*WHAT TO DO*. Please write the data out once more, exactly as it is given.

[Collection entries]
━━━━━━━━
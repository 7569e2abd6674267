//! # `@defaultValue`
//!
//! The default value of a member, as an arbitrary node. The node is stored
//! exactly as given: there is no other state to derive it from, so reads go
//! through [`TraitValue::to_node`] and the generic recompute path reports an
//! internal-consistency failure.
//!
//! Whether the value actually fits the member's target is checked later by
//! the default-value validator, not here.

use stx_core::{Node, ShapeId, SourceLocation};

use crate::error::TraitError;
use crate::provider::Provider;
use crate::value::{Trait, TraitValue};

/// `smithytranslate#defaultValue`
#[derive(Debug, Clone)]
pub struct DefaultValueTrait {
    value: Node,
    source_location: SourceLocation,
}

impl DefaultValueTrait {
    pub const ID: ShapeId = ShapeId::from_static("smithytranslate", "defaultValue");

    pub fn new(value: Node) -> Self {
        Self::with_location(value, SourceLocation::none())
    }

    pub fn with_location(value: Node, source_location: SourceLocation) -> Self {
        Self {
            value,
            source_location,
        }
    }

    /// The default value, borrowed.
    pub fn value(&self) -> &Node {
        &self.value
    }

    /// Every node is accepted; the validator judges it against the target.
    pub fn provider() -> Provider {
        Provider::new(Self::ID, |_target, value, location| {
            Ok(Trait::DefaultValue(Self::with_location(value, location)))
        })
    }
}

impl TraitValue for DefaultValueTrait {
    fn id(&self) -> ShapeId {
        Self::ID
    }

    fn source_location(&self) -> &SourceLocation {
        &self.source_location
    }

    fn create_node(&self) -> Result<Node, TraitError> {
        tracing::error!(trait_id = %Self::ID, "node recompute requested on a stored-node trait");
        Err(TraitError::NodeCacheOnly { trait_id: Self::ID })
    }

    fn to_node(&self) -> Node {
        self.value.clone()
    }
}
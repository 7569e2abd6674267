//! # stx-model — The Shape Graph
//!
//! A read-only graph of shapes (structures, lists, sets, maps, unions,
//! documents, enums, simple types) and the members that connect them.
//! Validators consume it through the [`ShapeIndex`] query surface and never
//! mutate it.
//!
//! ## Lifecycle
//!
//! A [`Model`] is assembled once through [`ModelBuilder`], which checks
//! that every member target resolves, and is immutable afterwards. Prelude
//! shapes (`smithy.api#String`, `smithy.api#Document`, ...) resolve from
//! every model without being added.
//!
//! ## Fixed Shape Tables
//!
//! - [`document`]: the `smithytranslate` union that spells out a document
//!   value as explicit alternatives.
//! - [`uuid_shape`]: the two-long structure a UUID is carried in.
//!
//! Both are built lazily, once per process, and shared read-only.

pub mod document;
pub mod error;
pub mod index;
pub mod kind;
pub mod model;
pub mod prelude;
pub mod shape;
pub mod uuid_shape;

pub use error::ModelError;
pub use index::ShapeIndex;
pub use kind::ShapeKind;
pub use model::{Model, ModelBuilder};
pub use shape::{MemberShape, Shape};
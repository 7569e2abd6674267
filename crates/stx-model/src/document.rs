//! # Document Union
//!
//! A document value spelled out as an explicit union, for targets that
//! cannot carry an open document type:
//!
//! ```text
//! union Document { dNull: DNull, dBoolean: DBoolean, dNumber: DNumber,
//!                  dString: DString, dArray: DArray, dObject: DObject }
//! structure DArray  { value: DocumentList }   list DocumentList { member: Document }
//! structure DObject { value: DocumentMap }    map DocumentMap { key: DString, value: Document }
//! ```
//!
//! The table is built once per process. Members that stand for the open
//! document type itself target [`DOCUMENT_TARGET`].

use std::sync::OnceLock;

use stx_core::ShapeId;

use crate::kind::ShapeKind;
use crate::shape::Shape;

pub const NAMESPACE: &str = "smithytranslate";

/// The prelude document shape the union stands in for.
pub const DOCUMENT_TARGET: ShapeId = ShapeId::from_static("smithy.api", "Document");

pub const D_NULL: ShapeId = ShapeId::from_static(NAMESPACE, "DNull");
pub const D_BOOLEAN: ShapeId = ShapeId::from_static(NAMESPACE, "DBoolean");
pub const D_NUMBER: ShapeId = ShapeId::from_static(NAMESPACE, "DNumber");
pub const D_STRING: ShapeId = ShapeId::from_static(NAMESPACE, "DString");
pub const DOCUMENT_LIST: ShapeId = ShapeId::from_static(NAMESPACE, "DocumentList");
pub const DOCUMENT_MAP: ShapeId = ShapeId::from_static(NAMESPACE, "DocumentMap");
pub const D_ARRAY: ShapeId = ShapeId::from_static(NAMESPACE, "DArray");
pub const D_OBJECT: ShapeId = ShapeId::from_static(NAMESPACE, "DObject");
pub const DOCUMENT: ShapeId = ShapeId::from_static(NAMESPACE, "Document");

static SHAPES: OnceLock<Vec<Shape>> = OnceLock::new();

/// The nine shapes of the document union, leaves first.
pub fn shapes() -> &'static [Shape] {
    SHAPES.get_or_init(|| {
        vec![
            Shape::structure(D_NULL),
            Shape::new(D_BOOLEAN, ShapeKind::Boolean),
            Shape::new(D_NUMBER, ShapeKind::Double),
            Shape::new(D_STRING, ShapeKind::String),
            Shape::list(DOCUMENT_LIST, DOCUMENT),
            Shape::map(DOCUMENT_MAP, D_STRING, DOCUMENT),
            Shape::structure(D_ARRAY).with_known_member("value", DOCUMENT_LIST),
            Shape::structure(D_OBJECT).with_known_member("value", DOCUMENT_MAP),
            Shape::union(DOCUMENT)
                .with_known_member("dNull", D_NULL)
                .with_known_member("dBoolean", D_BOOLEAN)
                .with_known_member("dNumber", D_NUMBER)
                .with_known_member("dString", D_STRING)
                .with_known_member("dArray", D_ARRAY)
                .with_known_member("dObject", D_OBJECT),
        ]
    })
}

#[cfg(test)]
mod tests {
    use super::*;
    use crate::model::Model;
    use crate::ShapeIndex;

    #[test]
    fn test_union_has_six_alternatives() {
        let union = shapes().iter().find(|s| s.id() == &DOCUMENT).unwrap();
        assert_eq!(union.kind(), ShapeKind::Union);
        let names: Vec<&str> = union.members().iter().map(|m| m.name()).collect();
        assert_eq!(
            names,
            vec!["dNull", "dBoolean", "dNumber", "dString", "dArray", "dObject"]
        );
    }

    #[test]
    fn test_table_assembles_into_a_model() {
        let model = Model::builder().with_document_shapes().build().unwrap();
        assert_eq!(model.len(), 9);
        let list_member = model
            .get_member(&DOCUMENT_LIST.with_static_member("member"))
            .unwrap();
        assert_eq!(model.resolve_target(list_member).unwrap().id(), &DOCUMENT);
    }

    #[test]
    fn test_table_is_built_once() {
        assert!(std::ptr::eq(shapes(), shapes()));
    }
}
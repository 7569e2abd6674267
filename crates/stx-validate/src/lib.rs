//! # stx-validate — Model Validation
//!
//! Checks that trait values agree with the shapes they decorate and reports
//! disagreements as [`ValidationEvent`]s. Violations are never errors: a
//! validator always runs to completion and returns every event it found.
//!
//! ## Components
//!
//! - [`node_check`]: pure recursive check of a [`stx_core::Node`] against a
//!   shape, returning [`Mismatch`]es with a path to each offending value.
//! - [`DefaultValueTraitValidator`]: runs the node check over every
//!   `@defaultValue` in a model, with the emptiness rules for collection and
//!   document targets.
//! - [`Validator`] and [`validate_model`]: the seam validators plug into and
//!   the driver that runs a set of them with deterministic event order.
//! - [`ValidatorConfig`]: event id, message context and severity, loadable
//!   from YAML or JSON.
//!
//! ## Concurrency
//!
//! Validators are `Send + Sync` and keep no state between runs, so
//! independent passes over the same model may run on separate threads.

pub mod config;
pub mod default_value;
pub mod event;
pub mod node_check;
pub mod validator;

pub use config::{ConfigError, ValidatorConfig};
pub use default_value::DefaultValueTraitValidator;
pub use event::{Severity, ValidationEvent};
pub use node_check::{check_node, Mismatch};
pub use validator::{validate_model, Validator};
━━━━━━━━
*OUTPUT BELOW*.
repository 7569e2abd6674267
//! # `@defaultValue`
//!
//! The default value of a member, as an arbitrary node. The node is stored
//! exactly as given: there is no other state to derive it from, so reads go
//! through [`TraitValue::to_node`] and the generic recompute path reports an
//! internal-consistency failure.
//!
//! Whether the value actually fits the member's target is checked later by
//! the default-value validator, not here.

use stx_core::{Node, ShapeId, SourceLocation};

use crate::error::TraitError;
use crate::provider::Provider;
use crate::value::{Trait, TraitValue};

/// `smithytranslate#defaultValue`
#[derive(Debug, Clone)]
pub struct DefaultValueTrait {
    value: Node,
    source_location: SourceLocation,
}

impl DefaultValueTrait {
    pub const ID: ShapeId = ShapeId::from_static("smithytranslate", "defaultValue");

    pub fn new(value: Node) -> Self {
        Self::with_location(value, SourceLocation::none())
    }

    pub fn with_location(value: Node, source_location: SourceLocation) -> Self {
        Self {
            value,
            source_location,
        }
    }

    /// The default value, borrowed.
    pub fn value(&self) -> &Node {
        &self.value
    }

    /// Every node is accepted; the validator judges it against the target.
    pub fn provider() -> Provider {
        Provider::new(Self::ID, |_target, value, location| {
            Ok(Trait::DefaultValue(Self::with_location(value, location)))
        })
    }
}

impl TraitValue for DefaultValueTrait {
    fn id(&self) -> ShapeId {
        Self::ID
    }

    fn source_location(&self) -> &SourceLocation {
        &self.source_location
    }

    fn create_node(&self) -> Result<Node, TraitError> {
        tracing::error!(trait_id = %Self::ID, "node recompute requested on a stored-node trait");
        Err(TraitError::NodeCacheOnly { trait_id: Self::ID })
    }

    fn to_node(&self) -> Node {
        self.value.clone()
    }
}
repository 7569e2abd6674267
//! # stx-model — The Shape Graph
//!
//! A read-only graph of shapes (structures, lists, sets, maps, unions,
//! documents, enums, simple types) and the members that connect them.
//! Validators consume it through the [`ShapeIndex`] query surface and never
//! mutate it.
//!
//! ## Lifecycle
//!
//! A [`Model`] is assembled once through [`ModelBuilder`], which checks
//! that every member target resolves, and is immutable afterwards. Prelude
//! shapes (`smithy.api#String`, `smithy.api#Document`, ...) resolve from
//! every model without being added.
//!
//! ## Fixed Shape Tables
//!
//! - [`document`]: the `smithytranslate` union that spells out a document
//!   value as explicit alternatives.
//! - [`uuid_shape`]: the two-long structure a UUID is carried in.
//!
//! Both are built lazily, once per process, and shared read-only.

pub mod document;
pub mod error;
pub mod index;
pub mod kind;
pub mod model;
pub mod prelude;
pub mod shape;
pub mod uuid_shape;

pub use error::ModelError;
pub use index::ShapeIndex;
pub use kind::ShapeKind;
pub use model::{Model, ModelBuilder};
pub use shape::{MemberShape, Shape};
repository 7569e2abd6674267
filename crates/stx-model/src/document.rs
//! # Document Union
//!
//! A document value spelled out as an explicit union, for targets that
//! cannot carry an open document type:
//!
//! ```text
//! union Document { dNull: DNull, dBoolean: DBoolean, dNumber: DNumber,
//!                  dString: DString, dArray: DArray, dObject: DObject }
//! structure DArray  { value: DocumentList }   list DocumentList { member: Document }
//! structure DObject { value: DocumentMap }    map DocumentMap { key: DString, value: Document }
//! ```
//!
//! The table is built once per process. Members that stand for the open
//! document type itself target [`DOCUMENT_TARGET`].

use std::sync::OnceLock;

use stx_core::ShapeId;

use crate::kind::ShapeKind;
use crate::shape::Shape;

pub const NAMESPACE: &str = "smithytranslate";

/// The prelude document shape the union stands in for.
pub const DOCUMENT_TARGET: ShapeId = ShapeId::from_static("smithy.api", "Document");

pub const D_NULL: ShapeId = ShapeId::from_static(NAMESPACE, "DNull");
pub const D_BOOLEAN: ShapeId = ShapeId::from_static(NAMESPACE, "DBoolean");
pub const D_NUMBER: ShapeId = ShapeId::from_static(NAMESPACE, "DNumber");
pub const D_STRING: ShapeId = ShapeId::from_static(NAMESPACE, "DString");
pub const DOCUMENT_LIST: ShapeId = ShapeId::from_static(NAMESPACE, "DocumentList");
pub const DOCUMENT_MAP: ShapeId = ShapeId::from_static(NAMESPACE, "DocumentMap");
pub const D_ARRAY: ShapeId = ShapeId::from_static(NAMESPACE, "DArray");
pub const D_OBJECT: ShapeId = ShapeId::from_static(NAMESPACE, "DObject");
pub const DOCUMENT: ShapeId = ShapeId::from_static(NAMESPACE, "Document");

static SHAPES: OnceLock<Vec<Shape>> = OnceLock::new();

/// The nine shapes of the document union, leaves first.
pub fn shapes() -> &'static [Shape] {
    SHAPES.get_or_init(|| {
        vec![
            Shape::structure(D_NULL),
            Shape::new(D_BOOLEAN, ShapeKind::Boolean),
            Shape::new(D_NUMBER, ShapeKind::Double),
            Shape::new(D_STRING, ShapeKind::String),
            Shape::list(DOCUMENT_LIST, DOCUMENT),
            Shape::map(DOCUMENT_MAP, D_STRING, DOCUMENT),
            Shape::structure(D_ARRAY).with_known_member("value", DOCUMENT_LIST),
            Shape::structure(D_OBJECT).with_known_member("value", DOCUMENT_MAP),
            Shape::union(DOCUMENT)
                .with_known_member("dNull", D_NULL)
                .with_known_member("dBoolean", D_BOOLEAN)
                .with_known_member("dNumber", D_NUMBER)
                .with_known_member("dString", D_STRING)
                .with_known_member("dArray", D_ARRAY)
                .with_known_member("dObject", D_OBJECT),
        ]
    })
}

#[cfg(test)]
mod tests {
    use super::*;
    use crate::model::Model;
    use crate::ShapeIndex;

    #[test]
    fn test_union_has_six_alternatives() {
        let union = shapes().iter().find(|s| s.id() == &DOCUMENT).unwrap();
        assert_eq!(union.kind(), ShapeKind::Union);
        let names: Vec<&str> = union.members().iter().map(|m| m.name()).collect();
        assert_eq!(
            names,
            vec!["dNull", "dBoolean", "dNumber", "dString", "dArray", "dObject"]
        );
    }

    #[test]
    fn test_table_assembles_into_a_model() {
        let model = Model::builder().with_document_shapes().build().unwrap();
        assert_eq!(model.len(), 9);
        let list_member = model
            .get_member(&DOCUMENT_LIST.with_static_member("member"))
            .unwrap();
        assert_eq!(model.resolve_target(list_member).unwrap().id(), &DOCUMENT);
    }

    #[test]
    fn test_table_is_built_once() {
        assert!(std::ptr::eq(shapes(), shapes()));
    }
}
repository 7569e2abd6674267
filename crates/stx-validate/src/lib.rs
//! # stx-validate — Model Validation
//!
//! Checks that trait values agree with the shapes they decorate and reports
//! disagreements as [`ValidationEvent`]s. Violations are never errors: a
//! validator always runs to completion and returns every event it found.
//!
//! ## Components
//!
//! - [`node_check`]: pure recursive check of a [`stx_core::Node`] against a
//!   shape, returning [`Mismatch`]es with a path to each offending value.
//! - [`DefaultValueTraitValidator`]: runs the node check over every
//!   `@defaultValue` in a model, with the emptiness rules for collection and
//!   document targets.
//! - [`Validator`] and [`validate_model`]: the seam validators plug into and
//!   the driver that runs a set of them with deterministic event order.
//! - [`ValidatorConfig`]: event id, message context and severity, loadable
//!   from YAML or JSON.
//!
//! ## Concurrency
//!
//! Validators are `Send + Sync` and keep no state between runs, so
//! independent passes over the same model may run on separate threads.

pub mod config;
pub mod default_value;
pub mod event;
pub mod node_check;
pub mod validator;

pub use config::{ConfigError, ValidatorConfig};
pub use default_value::DefaultValueTraitValidator;
pub use event::{Severity, ValidationEvent};
pub use node_check::{check_node, Mismatch};
pub use validator::{validate_model, Validator};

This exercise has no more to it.